*WORK TO COMPLETE*. Starting from the first line below, copy the whole listing exactly.

*GIVEN RECORDS*.
//! Human-readable reference and account numbers
//!
//! | Kind               | Format                  |
//! |--------------------|-------------------------|
//! | transaction        | `TXN-YYYYMMDD-XXXXXX`   |
//! | loan application   | `LOAN-YYYYMMDD-######`  |
//! | checking account   | `CHK-##########`        |
//! | loan account       | `LOAN-##########`       |
//!
//! The random part comes from the injected [`ReferenceSource`]. Each number is
//! claimed in the store's unique index; on collision another draw is made, up
//! to the configured number of attempts.

use super::ledger_store::LedgerStore;
use super::traits::ReferenceSource;
use crate::types::{AccountId, AccountType, LedgerError, LoanApplicationId, TransactionId};
use chrono::{DateTime, Utc};
use std::sync::Arc;

pub const REFERENCE_ALPHABET: &[u8] = b"ABCDEFGHIJKLMNOPQRSTUVWXYZ0123456789";
pub const DIGITS: &[u8] = b"0123456789";

const REFERENCE_SUFFIX_LEN: usize = 6;
const ACCOUNT_NUMBER_LEN: usize = 10;

/// Allocates unique numbers against a [`LedgerStore`]
#[derive(Clone)]
pub struct Numbering {
    source: Arc<dyn ReferenceSource>,
    attempts: usize,
}

impl Numbering {
    pub fn new(source: Arc<dyn ReferenceSource>, attempts: usize) -> Self {
        Self { source, attempts }
    }

    /// Allocate a `TXN-YYYYMMDD-XXXXXX` reference owned by `owner`
    ///
    /// # Errors
    ///
    /// `ReferenceCollision` if every attempt drew a reference already in use.
    pub fn transaction_reference(
        &self,
        store: &LedgerStore,
        owner: TransactionId,
        now: DateTime<Utc>,
    ) -> Result<String, LedgerError> {
        let date = now.format("%Y%m%d");
        self.allocate(
            || {
                format!(
                    "TXN-{date}-{}",
                    self.source.draw(REFERENCE_ALPHABET, REFERENCE_SUFFIX_LEN)
                )
            },
            |reference| store.reserve_reference(reference, owner),
        )
    }

    /// Allocate a `CHK-##########` or `LOAN-##########` account number
    pub fn account_number(
        &self,
        store: &LedgerStore,
        owner: AccountId,
        account_type: AccountType,
    ) -> Result<String, LedgerError> {
        self.allocate(
            || {
                format!(
                    "{}-{}",
                    account_type.number_prefix(),
                    self.source.draw(DIGITS, ACCOUNT_NUMBER_LEN)
                )
            },
            |number| store.reserve_account_number(number, owner),
        )
    }

    /// Allocate a `LOAN-YYYYMMDD-######` application number
    pub fn application_number(
        &self,
        store: &LedgerStore,
        owner: LoanApplicationId,
        now: DateTime<Utc>,
    ) -> Result<String, LedgerError> {
        let date = now.format("%Y%m%d");
        self.allocate(
            || {
                format!(
                    "LOAN-{date}-{}",
                    self.source.draw(DIGITS, REFERENCE_SUFFIX_LEN)
                )
            },
            |number| store.reserve_application_number(number, owner),
        )
    }

    fn allocate(
        &self,
        mut draw: impl FnMut() -> String,
        mut claim: impl FnMut(&str) -> bool,
    ) -> Result<String, LedgerError> {
        for attempt in 1..=self.attempts {
            let candidate = draw();
            if claim(&candidate) {
                return Ok(candidate);
            }
            tracing::debug!(attempt, candidate = %candidate, "Reference collision, drawing again");
        }

        tracing::warn!(attempts = self.attempts, "Reference allocation exhausted");
        Err(LedgerError::ReferenceCollision {
            attempts: self.attempts,
        })
    }
}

*TASK OUTPUT*.
//! Human-readable reference and account numbers
//!
//! | Kind               | Format                  |
//! |--------------------|-------------------------|
//! | transaction        | `TXN-YYYYMMDD-XXXXXX`   |
//! | loan application   | `LOAN-YYYYMMDD-######`  |
//! | checking account   | `CHK-##########`        |
//! | loan account       | `LOAN-##########`       |
//!
//! The random part comes from the injected [`ReferenceSource`]. Each number is
//! claimed in the store's unique index; on collision another draw is made, up
//! to the configured number of attempts.

use super::ledger_store::LedgerStore;
use super::traits::ReferenceSource;
use crate::types::{AccountId, AccountType, LedgerError, LoanApplicationId, TransactionId};
use chrono::{DateTime, Utc};
use std::sync::Arc;

pub const REFERENCE_ALPHABET: &[u8] = b"ABCDEFGHIJKLMNOPQRSTUVWXYZ0123456789";
pub const DIGITS: &[u8] = b"0123456789";

const REFERENCE_SUFFIX_LEN: usize = 6;
const ACCOUNT_NUMBER_LEN: usize = 10;

/// Allocates unique numbers against a [`LedgerStore`]
#[derive(Clone)]
pub struct Numbering {
    source: Arc<dyn ReferenceSource>,
    attempts: usize,
}

impl Numbering {
    pub fn new(source: Arc<dyn ReferenceSource>, attempts: usize) -> Self {
        Self { source, attempts }
    }

    /// Allocate a `TXN-YYYYMMDD-XXXXXX` reference owned by `owner`
    ///
    /// # Errors
    ///
    /// `ReferenceCollision` if every attempt drew a reference already in use.
    pub fn transaction_reference(
        &self,
        store: &LedgerStore,
        owner: TransactionId,
        now: DateTime<Utc>,
    ) -> Result<String, LedgerError> {
        let date = now.format("%Y%m%d");
        self.allocate(
            || {
                format!(
                    "TXN-{date}-{}",
                    self.source.draw(REFERENCE_ALPHABET, REFERENCE_SUFFIX_LEN)
                )
            },
            |reference| store.reserve_reference(reference, owner),
        )
    }

    /// Allocate a `CHK-##########` or `LOAN-##########` account number
    pub fn account_number(
        &self,
        store: &LedgerStore,
        owner: AccountId,
        account_type: AccountType,
    ) -> Result<String, LedgerError> {
        self.allocate(
            || {
                format!(
                    "{}-{}",
                    account_type.number_prefix(),
                    self.source.draw(DIGITS, ACCOUNT_NUMBER_LEN)
                )
            },
            |number| store.reserve_account_number(number, owner),
        )
    }

    /// Allocate a `LOAN-YYYYMMDD-######` application number
    pub fn application_number(
        &self,
        store: &LedgerStore,
        owner: LoanApplicationId,
        now: DateTime<Utc>,
    ) -> Result<String, LedgerError> {
        let date = now.format("%Y%m%d");
        self.allocate(
            || {
                format!(
                    "LOAN-{date}-{}",
                    self.source.draw(DIGITS, REFERENCE_SUFFIX_LEN)
                )
            },
            |number| store.reserve_application_number(number, owner),
        )
    }

    fn allocate(
        &self,
        mut draw: impl FnMut() -> String,
        mut claim: impl FnMut(&str) -> bool,
    ) -> Result<String, LedgerError> {
        for attempt in 1..=self.attempts {
            let candidate = draw();
            if claim(&candidate) {
                return Ok(candidate);
            }
            tracing::debug!(attempt, candidate = %candidate, "Reference collision, drawing again");
        }

        tracing::warn!(attempts = self.attempts, "Reference allocation exhausted");
        Err(LedgerError::ReferenceCollision {
            attempts: self.attempts,
        })
    }
}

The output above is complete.